SUPPLIED DATA:
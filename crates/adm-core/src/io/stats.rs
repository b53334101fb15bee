use std::fs::File;
use std::io::{self, BufWriter, Write};
use std::path::Path;

use tracing::info;

use crate::error::Result;
use crate::pipeline::StatsLabel;

/// One stats line: `n:<frame> <label>:<score>` with the score at 2 decimals.
pub fn format_stats_line(frame_index: usize, score: f64, label: StatsLabel) -> String {
    format!("n:{frame_index} {label}:{score:.2}")
}

/// Writes per-frame stats lines to a file or stdout.
pub struct StatsWriter {
    writer: Box<dyn Write + Send>,
    label: StatsLabel,
    lines_written: usize,
}

impl StatsWriter {
    /// Open `path` for writing; `-` selects stdout.
    pub fn create(path: &Path, label: StatsLabel) -> Result<Self> {
        let writer: Box<dyn Write + Send> = if path.as_os_str() == "-" {
            Box::new(io::stdout())
        } else {
            Box::new(BufWriter::new(File::create(path)?))
        };
        Ok(Self::new(writer, label))
    }

    pub fn new(writer: Box<dyn Write + Send>, label: StatsLabel) -> Self {
        if label == StatsLabel::Vif {
            info!("Stats lines carry the legacy 'vif' label; the value is the ADM score");
        }
        Self {
            writer,
            label,
            lines_written: 0,
        }
    }

    pub fn write_frame(&mut self, frame_index: usize, score: f64) -> Result<()> {
        writeln!(self.writer, "{}", format_stats_line(frame_index, score, self.label))?;
        self.lines_written += 1;
        Ok(())
    }

    pub fn lines_written(&self) -> usize {
        self.lines_written
    }

    /// Flush and close.
    pub fn finalize(mut self) -> Result<()> {
        self.writer.flush()?;
        Ok(())
    }
}
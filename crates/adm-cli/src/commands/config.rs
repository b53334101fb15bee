use std::path::PathBuf;

use adm_core::pipeline::RunConfig;
use anyhow::{Context, Result};
use clap::Args;

#[derive(Args)]
pub struct ConfigArgs {
    /// Write config to a file instead of stdout
    #[arg(short, long)]
    pub output: Option<PathBuf>,
}

/// Print or save a full default RunConfig as TOML.
pub fn run(args: &ConfigArgs) -> Result<()> {
    let config = RunConfig::default();
    let toml_str = toml::to_string_pretty(&config)?;

    if let Some(ref path) = args.output {
        std::fs::write(path, &toml_str)
            .with_context(|| format!("Failed to write config to {}", path.display()))?;
        println!("Default config saved to {}", path.display());
    } else {
        print!("{}", toml_str);
    }

    Ok(())
}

TASK STATEMENT:
Using the records above, restate word for word the lines from the one with "pub struct ConfigArgs" through the one with "let config = RunConfig::default();", both included.

ANSWER TO THE PROBLEM:
pub struct ConfigArgs {
    /// Write config to a file instead of stdout
    #[arg(short, long)]
    pub output: Option<PathBuf>,
}

/// Print or save a full default RunConfig as TOML.
pub fn run(args: &ConfigArgs) -> Result<()> {
    let config = RunConfig::default();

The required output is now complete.